Joiner miniproteins bring two entities into close proximity to induce activity

Two distinct targets can be brought into close proximity (joined) via exposure to a chemical or genetic fusion of miniproteins against one or both targets. This is useful for providing artificially-high concentrations of membrane components, binding partners, or substrates to targets of interest. Chimeric antigen receptor (CAR) T-cells are a prominent example of this strategy. They typically use surface-tethered antibody domains that recognize markers on target cells, linking the cells together spatially while initiating a signaling cascade that activates a cytotoxic response, but an EGFR-binding adnectin can also be used in this capacity [47]. As for soluble heterodimeric reagents, one group has fused a centyrin against FcγRIIB with anti-OX40 antibody constructs, creating a potent T-cell activator [48].

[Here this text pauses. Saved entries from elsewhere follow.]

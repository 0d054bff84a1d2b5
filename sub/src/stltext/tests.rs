/*
 * SPDX-License-Identifier: CC0-1.0
 */

use super::*;
use crate::subtitle::VerticalPosition;
use crate::time::{Rational, UnknownFrameRateError};

#[test]
fn test_subtitle_line() {
    let reader = StlTextReader::from_string("00:00:01:02,00:00:02:05,Hello world\n").unwrap();

    let raw = reader.raw_subtitles();
    assert_eq!(raw.len(), 1);
    assert_eq!(raw[0].text, "Hello world");

    // times are frame-based and carry no rate of their own
    assert_eq!(raw[0].from.frame(), Some(2));
    assert_eq!(raw[0].from.metric(), None);
    assert_eq!(raw[0].from.seconds(), 1);
    assert_eq!(raw[0].to.frame(), Some(5));
    assert_eq!(raw[0].from.all_as_seconds(), Err(UnknownFrameRateError));
    assert_eq!(raw[0].from.frames_at(Rational::new(25, 1)), 2);
}

#[test]
fn test_vertical_line_separator() {
    let reader =
        StlTextReader::from_string("00:00:01:00,00:00:02:00,upper|lower\n").unwrap();

    let raw = reader.raw_subtitles();
    assert_eq!(raw.len(), 2);
    assert_eq!(raw[0].text, "upper");
    assert_eq!(raw[0].vertical_position, VerticalPosition::Lines { line: 0, lines: 32 });
    assert_eq!(raw[1].text, "lower");
    assert_eq!(raw[1].vertical_position, VerticalPosition::Lines { line: 1, lines: 32 });
}

#[test]
fn test_directives_set_running_state() {
    let reader = StlTextReader::from_string(
        "$FontName = Helvetica\n\
         $FontSize = 42\n\
         $Bold = TRUE\n\
         00:00:01:00,00:00:02:00,first\n\
         $Bold = FALSE\n\
         00:00:03:00,00:00:04:00,second\n",
    )
    .unwrap();

    let raw = reader.raw_subtitles();
    assert_eq!(raw.len(), 2);
    assert_eq!(raw[0].font.as_deref(), Some("Helvetica"));
    assert_eq!(raw[0].font_size.points(960), 42);
    assert!(raw[0].bold);
    assert!(!raw[1].bold);
}

#[test]
fn test_unknown_directive_is_ignored() {
    let reader = StlTextReader::from_string(
        "$TapeOffset = FALSE\n00:00:01:00,00:00:02:00,text\n",
    )
    .unwrap();
    assert_eq!(reader.raw_subtitles().len(), 1);
}

#[test]
fn test_comments_and_blank_lines() {
    let reader = StlTextReader::from_string(
        "// a comment\n\n00:00:01:00,00:00:02:00,text\n",
    )
    .unwrap();
    assert_eq!(reader.raw_subtitles().len(), 1);
}

#[test]
fn test_malformed_subtitle_line() {
    match StlTextReader::from_string("00:00:01:00,text\n") {
        Err(StlTextError::Format { line, expected }) => {
            assert_eq!(line, "00:00:01:00,text");
            assert_eq!(expected, "a line in the form HH:MM:SS:FF,HH:MM:SS:FF,text");
        }
        other => panic!("expected a format error, got {:?}", other.map(|_| ())),
    }
}

#[test]
fn test_malformed_timecode() {
    assert!(StlTextReader::from_string("00:00:01,00:00:02:00,text\n").is_err());
    assert!(StlTextReader::from_string("00:61:01:00,00:00:02:00,text\n").is_err());
}

#[test]
fn test_malformed_directive_flag() {
    assert!(StlTextReader::from_string("$Bold = maybe\n").is_err());
}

Strategies for Primary Screening of Miniprotein Target Binders

As with other targeted interventions, identifying a miniprotein that binds to a target of interest is the first step in their development. Most miniproteins are screened using some variation of display technology (Figure 2) followed by affinity selection (chromatography or flow cytometry), causing the coding sequence to travel with the protein for later deconvolution. With that in mind, the choice of display technology is mainly driven by the folding properties of the miniprotein in question. Hydrophobic core miniproteins robustly fold without requirements for chemistry steps or oxidation. Hence, they are often produced using common techniques such as phage display [49], bacterial display [50], or direct nucleic acid display (e.g. mRNA display [26], CIS display [48], or ribosome display [10]). These methods require little more than a bacterial incubator or thermocycler, though the isolated particles may require either host cells (phage) or exogenous enzymatic processes (nucleic acid display) for gene amplification. Conversely, cystine-reinforced miniproteins often require an oxidative environment to promote accurate cystine formation. This is most commonly accomplished by display on eukaryotic cells, primarily yeast but occasionally mammalian [12,51]. Eukaryotic (especially mammalian) display can increase the initial screening timeline, but may speed development by producing molecules with the correct disulfide topologies that translate authentically to soluble leads with good developability. Some CDPs can be screened in bacteria or phage [52], but these are pre-selected for prokaryotic folding compatibility, limiting scaffold diversity. Finally, chemically stabilized miniproteins can be screened with high diversity phage display libraries [53–55]; in situ stapling on the phage surface is often accomplished by incorporating cysteines and using redox reactive linkers. The necessity of chemical conjugations adds complexity to the screening protocol, but methods for streamlining this process exist (particularly in a synthetic production setting). Whatever platform is used, affinity maturation of primary screen hits can be performed in the same setting. It is usually approached with either random (e.g. error-prone PCR) or saturating (e.g. discrete variant pools) mutagenesis, depending on economical constraints and the desired affinity characteristics.

Figure 2.

Surface display screening strategies. Four techniques are highlighted: phage display (top right; M13 phage protein pIII fused to an avimer), bacterial display (top left; E. coli displaying an affibody from its outer membrane), eukaryotic cell display (bottom left; mammalian cell displaying a CDP from its plasma membrane), and nucleic acid display (bottom right; ribosome display with a nanofittin). All are variations on a theme: the miniprotein (blue ribbon structure) is tethered to an entity that contains the miniprotein’s encoding sequence (blue line labeled “GOI” for gene of interest). The miniprotein is exposed to a target protein, which is either labeled or immobilized, followed by specific collection of the complex of target, miniprotein, and its tethered entity (bringing with it the GOI). For phage and nucleic acid display, this is often done with bead-based affinity methods. For cell display, flow cytometry is commonly used via cell staining with fluorescently labeled target protein. Multiple rounds of binding, enrichment, and growth/amplification are typical. After final collection, the GOI is then sequenced, identifying the candidate target-binding miniprotein. Note: the bottom left mammalian cell is illustrated with an ER and Golgi apparatus to highlight the importance of the eukaryotic secretory pathway for proper CDP folding. gDNA: genomic DNA.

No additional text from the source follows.